I have really big self esteem issues and they really come out when I’m home. I guess my parents don’t really help me out to feel better about myself and the way I look. Which has always been a bid deal with me, especially since I’m not “hot anymore”
I think I’m sad. But I don’t know why. It’s me I can’t explain it.
Don’t get me wrong this weekend was fun. I got to distress a little. Friday Rachel, chad , and I drove to the woods around 9:30ish and had a mimi private party at Rachel’s. we went “fishing” w/ Ernesto and paduano and then paduano droves us around – I feel asleep in the car. We got back at 4am and Rachel let me sleep in her bed..she’s awesome.

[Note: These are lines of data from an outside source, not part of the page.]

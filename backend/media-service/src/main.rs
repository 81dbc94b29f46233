/// Media Service - HTTP server and upload consumers
///
/// One process serves the image HTTP API and runs the avatar and post
/// upload consumers. Ctrl-C stops the consumers after their in-flight event
/// and shuts the HTTP server down gracefully.
use actix_web::{middleware as actix_middleware, web, App, HttpServer};
use anyhow::Context;
use media_service::handlers::{self, UploadLimits};
use media_service::kafka::{
    KafkaNotificationProducer, NotificationPublisher, UploadConsumer, UploadConsumerConfig,
};
use media_service::models::ImageClass;
use media_service::services::{AuthClient, ImageProcessor, ImageService, ImageStore, TokenValidator};
use media_service::Config;
use std::sync::Arc;
use tokio::sync::watch;
use tokio::task::JoinSet;
use tracing::{error, info, warn};

#[actix_web::main]
async fn main() -> anyhow::Result<()> {
    dotenvy::dotenv().ok();
    init_tracing();

    let config = Config::from_env()
        .map_err(|e| anyhow::anyhow!("Failed to load configuration: {e}"))?;
    info!(
        env = %config.app.env,
        images_path = %config.storage.images_path.display(),
        kafka_brokers = %config.kafka.brokers,
        "Configuration loaded"
    );

    let store = ImageStore::open(&config.storage.images_path)
        .context("Failed to open image store")?;
    let processor = Arc::new(ImageProcessor::new(store));
    let images = web::Data::new(
        ImageService::from_config(processor.clone(), &config.storage)
            .context("Failed to initialize image service")?,
    );
    let auth: Arc<dyn TokenValidator> =
        Arc::new(AuthClient::new(&config.auth).context("Failed to create auth client")?);
    let auth = web::Data::from(auth);
    let limits = web::Data::new(UploadLimits {
        max_bytes: config.app.max_upload_bytes,
    });

    let publisher: Arc<dyn NotificationPublisher> = Arc::new(
        KafkaNotificationProducer::new(&config.kafka.brokers, &config.kafka.notification_topic)
            .context("Failed to create notification producer")?,
    );

    let (shutdown_tx, shutdown_rx) = watch::channel(false);

    let mut consumers = JoinSet::new();
    for class in [ImageClass::Avatar, ImageClass::Post] {
        let consumer = UploadConsumer::new(
            UploadConsumerConfig::for_class(&config.kafka, class),
            processor.clone(),
            publisher.clone(),
            shutdown_rx.clone(),
        )
        .with_context(|| format!("Failed to create {class} consumer"))?;

        consumers.spawn(async move { (class, consumer.run().await) });
    }

    let bind_address = format!("{}:{}", config.app.host, config.app.port);
    info!(address = %bind_address, "Starting HTTP server");

    let cors_config = config.cors.clone();
    let server = HttpServer::new(move || {
        App::new()
            .wrap(handlers::cors(&cors_config))
            .app_data(images.clone())
            .app_data(auth.clone())
            .app_data(limits.clone())
            .wrap(actix_middleware::Logger::default())
            .configure(handlers::configure)
    })
    .disable_signals()
    .bind(&bind_address)
    .with_context(|| format!("Failed to bind {bind_address}"))?
    .run();

    let server_handle = server.handle();
    let signal_tx = shutdown_tx.clone();
    tokio::spawn(async move {
        if let Err(e) = tokio::signal::ctrl_c().await {
            error!(error = %e, "Failed to listen for shutdown signal");
            return;
        }
        info!("Shutdown signal received");
        let _ = signal_tx.send(true);
        server_handle.stop(true).await;
    });

    let served = server.await;
    let _ = shutdown_tx.send(true);

    while let Some(joined) = consumers.join_next().await {
        match joined {
            Ok((class, Ok(()))) => info!(class = %class, "Consumer finished"),
            Ok((class, Err(e))) => error!(class = %class, error = %e, "Consumer failed"),
            Err(e) => warn!(error = %e, "Consumer task panicked or was cancelled"),
        }
    }

    served.context("HTTP server failed")?;
    info!("Media-service shut down");
    Ok(())
}

/// `LOG_FORMAT=json` switches to structured JSON output
fn init_tracing() {
    let filter = std::env::var("RUST_LOG")
        .unwrap_or_else(|_| "media_service=info,rdkafka=warn,info".into());
    let json = std::env::var("LOG_FORMAT")
        .map(|v| v.eq_ignore_ascii_case("json"))
        .unwrap_or(false);

    let builder = tracing_subscriber::fmt().with_env_filter(filter);
    if json {
        builder.with_target(false).json().init();
    } else {
        builder.init();
    }
}
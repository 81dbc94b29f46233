//! Image ingestion
//!
//! - Store: flat PNG directory with atomic writes
//! - Processor: decode, resize per image class, encode PNG, store
//! - Service: role-gated direct upload, delete, lookup and listing

pub mod processor;
pub mod service;
pub mod store;

pub use processor::{validate_target_name, ImageProcessor, ProcessedImage, RenderedImage};
pub use service::{ImageService, UploadRequest};
pub use store::ImageStore;
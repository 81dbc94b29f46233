//! Image processor - normalizes uploaded images into stored PNGs
//!
//! Decodes png/jpeg input, resizes it to the fixed width of its image class
//! (height follows the aspect ratio) with a Lanczos3 filter, re-encodes it as
//! PNG at the class compression level and writes it to the image store.
//!
//! Uses `spawn_blocking` for CPU-intensive operations to avoid blocking the async runtime.

use super::store::{self, ImageStore};
use crate::error::{AppError, Result};
use crate::models::{Compression, ImageClass};
use bytes::Bytes;
use image::codecs::png::{CompressionType, FilterType as PngFilterType, PngEncoder};
use image::imageops::FilterType;
use image::{DynamicImage, GenericImageView, ImageEncoder, ImageFormat};
use std::sync::Arc;
use tracing::debug;

/// Tallest output accepted; taller results are rejected before resizing
pub const MAX_OUTPUT_HEIGHT: u32 = 8192;

/// Encoded output of one processing call
#[derive(Debug)]
pub struct RenderedImage {
    /// PNG bytes
    pub data: Vec<u8>,
    pub width: u32,
    pub height: u32,
}

/// Result of a stored processing call
#[derive(Debug, Clone)]
pub struct ProcessedImage {
    /// Name under which the image was stored (always `*.png`)
    pub file_name: String,
    pub width: u32,
    pub height: u32,
    pub size: usize,
}

/// Image processor bound to one image store
pub struct ImageProcessor {
    store: ImageStore,
}

impl ImageProcessor {
    pub fn new(store: ImageStore) -> Self {
        Self { store }
    }

    pub fn store(&self) -> &ImageStore {
        &self.store
    }

    /// Decode, resize, encode and store `raw` as `{target_base_name}.png`
    /// (blocking version)
    ///
    /// An existing file with the same name is replaced.
    pub fn process(
        &self,
        class: ImageClass,
        raw: &[u8],
        target_base_name: &str,
    ) -> Result<ProcessedImage> {
        validate_target_name(target_base_name)?;

        let rendered = Self::render(class, raw)?;
        let file_name = format!("{target_base_name}.png");
        self.store.write(&file_name, &rendered.data)?;

        debug!(
            class = %class,
            file_name = %file_name,
            width = rendered.width,
            height = rendered.height,
            size = rendered.data.len(),
            "Image processed"
        );

        Ok(ProcessedImage {
            file_name,
            width: rendered.width,
            height: rendered.height,
            size: rendered.data.len(),
        })
    }

    /// Run [`process`](Self::process) on the blocking thread pool
    pub async fn process_async(
        self: Arc<Self>,
        class: ImageClass,
        raw: Bytes,
        target_base_name: String,
    ) -> Result<ProcessedImage> {
        tokio::task::spawn_blocking(move || self.process(class, &raw, &target_base_name))
            .await
            .map_err(|e| AppError::Internal(format!("Image processing task panicked: {e}")))?
    }

    /// Decode, resize and encode without touching the store
    pub fn render(class: ImageClass, raw: &[u8]) -> Result<RenderedImage> {
        let img = decode(raw)?;

        let (orig_w, orig_h) = img.dimensions();
        let (new_w, new_h) = calculate_dimensions(class.target_width(), orig_w, orig_h);
        if new_h > MAX_OUTPUT_HEIGHT {
            return Err(AppError::DecodeError(format!(
                "Image {orig_w}x{orig_h} would resize to {new_w}x{new_h}, above the {MAX_OUTPUT_HEIGHT}px height limit"
            )));
        }
        debug!(
            original_width = orig_w,
            original_height = orig_h,
            width = new_w,
            height = new_h,
            "Resizing image"
        );

        let resized = img.resize_exact(new_w, new_h, FilterType::Lanczos3);
        let data = encode_png(&resized, class.compression())?;

        Ok(RenderedImage {
            data,
            width: new_w,
            height: new_h,
        })
    }
}

/// A base name that can never be stored: blank, or escaping the directory
pub fn validate_target_name(target_base_name: &str) -> Result<()> {
    if target_base_name.trim().is_empty() {
        return Err(AppError::BadRequest(
            "Target file name must not be empty".to_string(),
        ));
    }
    store::validate_name(&format!("{target_base_name}.png"))
}

/// Only png and jpeg content is accepted
fn decode(raw: &[u8]) -> Result<DynamicImage> {
    let format = image::guess_format(raw)
        .map_err(|e| AppError::DecodeError(format!("Unrecognized image data: {e}")))?;

    if !matches!(format, ImageFormat::Png | ImageFormat::Jpeg) {
        return Err(AppError::UnsupportedFormat(format!(
            "Image content is {format:?}, expected png or jpeg"
        )));
    }

    image::load_from_memory_with_format(raw, format)
        .map_err(|e| AppError::DecodeError(format!("Failed to decode image: {e}")))
}

/// Fixed width, height scaled to keep the aspect ratio (at least 1px)
fn calculate_dimensions(target_width: u32, width: u32, height: u32) -> (u32, u32) {
    let ratio = target_width as f64 / width.max(1) as f64;
    let new_height = ((height as f64) * ratio).round().max(1.0) as u32;
    (target_width, new_height)
}

fn encode_png(img: &DynamicImage, compression: Compression) -> Result<Vec<u8>> {
    let compression = match compression {
        Compression::Best => CompressionType::Best,
        Compression::Default => CompressionType::Default,
    };

    let mut buf = Vec::new();
    let encoder = PngEncoder::new_with_quality(&mut buf, compression, PngFilterType::Adaptive);

    let result = if img.color().has_alpha() {
        let rgba = img.to_rgba8();
        encoder.write_image(rgba.as_raw(), rgba.width(), rgba.height(), image::ColorType::Rgba8)
    } else {
        let rgb = img.to_rgb8();
        encoder.write_image(rgb.as_raw(), rgb.width(), rgb.height(), image::ColorType::Rgb8)
    };
    result.map_err(|e| AppError::Internal(format!("Failed to encode PNG: {e}")))?;

    Ok(buf)
}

Saturday woke up and went home (my parents don ‘t know I was in the woods on Friday) I have a laley and mimi afternoon (I need to have a danyell and mimi day I miss danyell) Laura and I had an interesting conversation she brought up the fact that I’ve different I have changed. I was surprised to see that someone else had noticed to and that it wasn’t just me.
Later, I was going to go to the movies around 7:30ish with Rachel and her crew but paduano was in a car accident and we went to hung out with him at the scene for emotional support. I love it how does guys can turn any situation to something funny. Aw and let us not forget Rachel buying a Playboy (for a school project) and sitting in erny’s car examined it – of course we were reading the articles playboy was not what I expected it really doesn’t have that many naked pictures. Anyways, we ended up going to see the late showing of bogeyman and it was kinda scary..but the ending was stupid. Next scary movie the Ring Two..i’m going to wet my pants.
I really didn’t get to see danyell ‘cause she worked all weekend. But I got to see her today for a little while at the park by my house ‘cause she was babysitting.
I love hanging out with Rachel and her crew but I just feel so left out and like I don’t belong, and uncomfortable (for many reasons) I guess I feel like I don’t belong – when danyell and Fernando are there I don’t really mind but without them I feel lost and left out. But they are funny. I dunno I was really quiet when it was the whole group….which is not like me at all.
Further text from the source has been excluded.